___ Supplied material ___
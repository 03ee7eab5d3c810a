//! Artifacts on disk.
//!
//! Every artifact is written as `<name>.json`, which is what later runs
//! load as a substitute. Alongside, each kind gets its human-facing
//! files:
//!
//! ```text
//! cell_figures/{segment,overlay,outline}.png   cell masks
//! mean_intensity.csv                           mean intensities
//! dot_counts.csv                               particle counts
//! particle_segmentations/cell<id>_<part>.png   quilted crops
//! particle_segmentations/c<id>_raw.png         padded raw crops
//! ```

use std::path::{Path, PathBuf};

use fishnet_export::render::CELL_ALPHA;
use fishnet_export::{
    ExportError, blend, cell_labels, colorize, dot_counts_csv, encode_png, mean_intensity_csv,
    outline, particle_figure,
};
use fishnet_pipeline::quantify::DotCountPack;
use fishnet_pipeline::{Artifact, ArtifactStore, CellMaskPack, PipelineError};
use image::GrayImage;
use image::imageops::{self, FilterType};
use tracing::{debug, info};

/// Writes artifacts under an output directory.
#[derive(Debug)]
pub struct FileStore {
    output: PathBuf,
    substitutes: PathBuf,
    backdrop: Option<GrayImage>,
}

fn store_error(path: &Path, err: impl std::fmt::Display) -> PipelineError {
    PipelineError::Store(format!("{}: {err}", path.display()))
}

fn export_error(err: ExportError) -> PipelineError {
    PipelineError::Store(err.to_string())
}

impl FileStore {
    /// Write to and load from `output`.
    #[must_use]
    pub fn new(output: impl Into<PathBuf>) -> Self {
        let output = output.into();
        Self {
            substitutes: output.clone(),
            output,
            backdrop: None,
        }
    }

    /// Load substitutes from `dir` instead of the output directory.
    #[must_use]
    pub fn with_substitutes(mut self, dir: impl Into<PathBuf>) -> Self {
        self.substitutes = dir.into();
        self
    }

    /// Image the cell figures are drawn over. Resized to fit the masks.
    #[must_use]
    pub fn with_backdrop(mut self, backdrop: GrayImage) -> Self {
        self.backdrop = Some(backdrop);
        self
    }

    /// Where outputs go.
    #[must_use]
    pub fn output_dir(&self) -> &Path {
        &self.output
    }

    fn write(&self, relative: &str, bytes: &[u8]) -> Result<(), PipelineError> {
        let path = self.output.join(relative);
        if let Some(parent) = path.parent() {
            std::fs::create_dir_all(parent).map_err(|e| store_error(parent, e))?;
        }
        std::fs::write(&path, bytes).map_err(|e| store_error(&path, e))?;
        debug!(path = %path.display(), bytes = bytes.len(), "wrote file");
        Ok(())
    }

    fn write_png(&self, relative: &str, image: impl Into<image::DynamicImage>) -> Result<(), PipelineError> {
        let bytes = encode_png(image).map_err(export_error)?;
        self.write(relative, &bytes)
    }

    fn backdrop_for(&self, pack: &CellMaskPack) -> GrayImage {
        let dims = pack.dimensions();
        match &self.backdrop {
            Some(b) if b.dimensions() == (dims.width, dims.height) => b.clone(),
            Some(b) => imageops::resize(b, dims.width, dims.height, FilterType::Triangle),
            None => GrayImage::new(dims.width, dims.height),
        }
    }

    fn cell_figures(&self, pack: &CellMaskPack) -> Result<(), PipelineError> {
        let cells = cell_labels(pack);
        let colored = colorize(&cells);
        let base = self.backdrop_for(pack);
        let overlay = blend(&colored, &base, CELL_ALPHA).map_err(export_error)?;
        let outlined = outline(&cells, &base).map_err(export_error)?;
        self.write_png("cell_figures/segment.png", colored)?;
        self.write_png("cell_figures/overlay.png", overlay)?;
        self.write_png("cell_figures/outline.png", outlined)
    }

    fn particle_figures(&self, pack: &DotCountPack) -> Result<(), PipelineError> {
        for segmentation in &pack.segmentations {
            let figure = particle_figure(segmentation).map_err(export_error)?;
            let name = format!(
                "particle_segmentations/cell{}_{}.png",
                segmentation.cell_id,
                segmentation.part.short_name()
            );
            self.write_png(&name, figure)?;
        }
        for raw in &pack.raw_crops {
            let name = format!("particle_segmentations/c{}_raw.png", raw.cell_id);
            self.write_png(&name, raw.image.clone())?;
        }
        Ok(())
    }
}

impl ArtifactStore for FileStore {
    fn save(&mut self, name: &str, artifact: &Artifact) -> Result<(), PipelineError> {
        let json = serde_json::to_vec_pretty(artifact)
            .map_err(|e| PipelineError::Store(format!("{name}: {e}")))?;
        self.write(&format!("{name}.json"), &json)?;

        match artifact {
            Artifact::CellMasks(pack) => self.cell_figures(pack)?,
            Artifact::MeanIntensity(table) => {
                let csv = mean_intensity_csv(table).map_err(export_error)?;
                self.write("mean_intensity.csv", csv.as_bytes())?;
            }
            Artifact::DotCounts(pack) => {
                let csv = dot_counts_csv(pack).map_err(export_error)?;
                self.write("dot_counts.csv", csv.as_bytes())?;
                self.particle_figures(pack)?;
            }
        }
        info!(artifact = name, kind = artifact.kind(), dir = %self.output.display(), "saved artifact");
        Ok(())
    }

    fn load(&mut self, name: &str) -> Result<Artifact, PipelineError> {
        let path = self.substitutes.join(format!("{name}.json"));
        let bytes = match std::fs::read(&path) {
            Ok(bytes) => bytes,
            Err(e) if e.kind() == std::io::ErrorKind::NotFound => {
                return Err(PipelineError::MissingArtifact(name.to_string()));
            }
            Err(e) => return Err(store_error(&path, e)),
        };
        serde_json::from_slice(&bytes).map_err(|e| store_error(&path, e))
    }
}

#[cfg(test)]
#[allow(clippy::unwrap_used)]
mod tests {
    use fishnet_pipeline::quantify::{CellSegmentation, MeanIntensityTable, RawCrop};
    use fishnet_pipeline::{CellPart, LabelMask};
    use image::Luma;

    use super::*;

    fn masks() -> Artifact {
        Artifact::CellMasks(
            CellMaskPack::new(
                LabelMask::from_fn(4, 4, |x, y| u32::from(x == 1 && y == 1)),
                LabelMask::from_fn(4, 4, |x, y| u32::from(x < 3 && y < 3 && (x, y) != (1, 1))),
            )
            .unwrap(),
        )
    }

    #[test]
    fn cell_masks_write_json_and_figures() {
        let dir = tempfile::tempdir().unwrap();
        let mut store = FileStore::new(dir.path()).with_backdrop(GrayImage::from_pixel(8, 8, Luma([80])));
        store.save("cell_mask_pack", &masks()).unwrap();

        for file in [
            "cell_mask_pack.json",
            "cell_figures/segment.png",
            "cell_figures/overlay.png",
            "cell_figures/outline.png",
        ] {
            assert!(dir.path().join(file).is_file(), "{file} missing");
        }
        let overlay = image::open(dir.path().join("cell_figures/overlay.png")).unwrap();
        assert_eq!((overlay.width(), overlay.height()), (4, 4));
    }

    #[test]
    fn saved_artifacts_load_back() {
        let dir = tempfile::tempdir().unwrap();
        let mut store = FileStore::new(dir.path());
        store.save("cell_mask_pack", &masks()).unwrap();
        assert_eq!(store.load("cell_mask_pack").unwrap(), masks());
        assert!(matches!(
            store.load("dot_count_pack"),
            Err(PipelineError::MissingArtifact(_))
        ));
    }

    #[test]
    fn substitutes_come_from_their_own_directory() {
        let previous = tempfile::tempdir().unwrap();
        FileStore::new(previous.path())
            .save("cell_mask_pack", &masks())
            .unwrap();

        let output = tempfile::tempdir().unwrap();
        let mut store = FileStore::new(output.path()).with_substitutes(previous.path());
        assert_eq!(store.load("cell_mask_pack").unwrap(), masks());
    }

    #[test]
    fn corrupt_json_is_a_store_error() {
        let dir = tempfile::tempdir().unwrap();
        std::fs::write(dir.path().join("cell_mask_pack.json"), b"{not json").unwrap();
        let mut store = FileStore::new(dir.path());
        assert!(matches!(
            store.load("cell_mask_pack"),
            Err(PipelineError::Store(_))
        ));
    }

    #[test]
    fn measurements_write_csv() {
        let dir = tempfile::tempdir().unwrap();
        let mut store = FileStore::new(dir.path());
        store
            .save(
                "mean_intensity_pack",
                &Artifact::MeanIntensity(MeanIntensityTable::default()),
            )
            .unwrap();
        let csv = std::fs::read_to_string(dir.path().join("mean_intensity.csv")).unwrap();
        assert!(csv.starts_with("cell_id,cyto_mean_intensity"));

        let mut pack = DotCountPack::default();
        pack.cytoplasm_counts.insert(1, 3);
        pack.nucleus_counts.insert(1, 1);
        pack.segmentations.push(CellSegmentation {
            cell_id: 1,
            part: CellPart::Cytoplasm,
            crop: GrayImage::new(4, 4),
            mosaic: LabelMask::new(4, 4),
        });
        pack.raw_crops.push(RawCrop {
            cell_id: 1,
            image: GrayImage::new(6, 6),
        });
        store.save("dot_count_pack", &Artifact::DotCounts(pack)).unwrap();

        let csv = std::fs::read_to_string(dir.path().join("dot_counts.csv")).unwrap();
        assert_eq!(csv, "cell_id,cyto_counts,nuc_counts\n1,3,1\n");
        assert!(dir.path().join("particle_segmentations/cell1_cyto.png").is_file());
        assert!(dir.path().join("particle_segmentations/c1_raw.png").is_file());
    }
}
___
### Task objective
Stopping at the line containing "pub fn new(output: impl", please repeat exactly every line from the very start of the entries, that line included, and nothing more.

### Written answer
repository 03ee7eab5d3c810a
//! Artifacts on disk.
//!
//! Every artifact is written as `<name>.json`, which is what later runs
//! load as a substitute. Alongside, each kind gets its human-facing
//! files:
//!
//! ```text
//! cell_figures/{segment,overlay,outline}.png   cell masks
//! mean_intensity.csv                           mean intensities
//! dot_counts.csv                               particle counts
//! particle_segmentations/cell<id>_<part>.png   quilted crops
//! particle_segmentations/c<id>_raw.png         padded raw crops
//! ```

use std::path::{Path, PathBuf};

use fishnet_export::render::CELL_ALPHA;
use fishnet_export::{
    ExportError, blend, cell_labels, colorize, dot_counts_csv, encode_png, mean_intensity_csv,
    outline, particle_figure,
};
use fishnet_pipeline::quantify::DotCountPack;
use fishnet_pipeline::{Artifact, ArtifactStore, CellMaskPack, PipelineError};
use image::GrayImage;
use image::imageops::{self, FilterType};
use tracing::{debug, info};

/// Writes artifacts under an output directory.
#[derive(Debug)]
pub struct FileStore {
    output: PathBuf,
    substitutes: PathBuf,
    backdrop: Option<GrayImage>,
}

fn store_error(path: &Path, err: impl std::fmt::Display) -> PipelineError {
    PipelineError::Store(format!("{}: {err}", path.display()))
}

fn export_error(err: ExportError) -> PipelineError {
    PipelineError::Store(err.to_string())
}

impl FileStore {
    /// Write to and load from `output`.
    #[must_use]
    pub fn new(output: impl Into<PathBuf>) -> Self {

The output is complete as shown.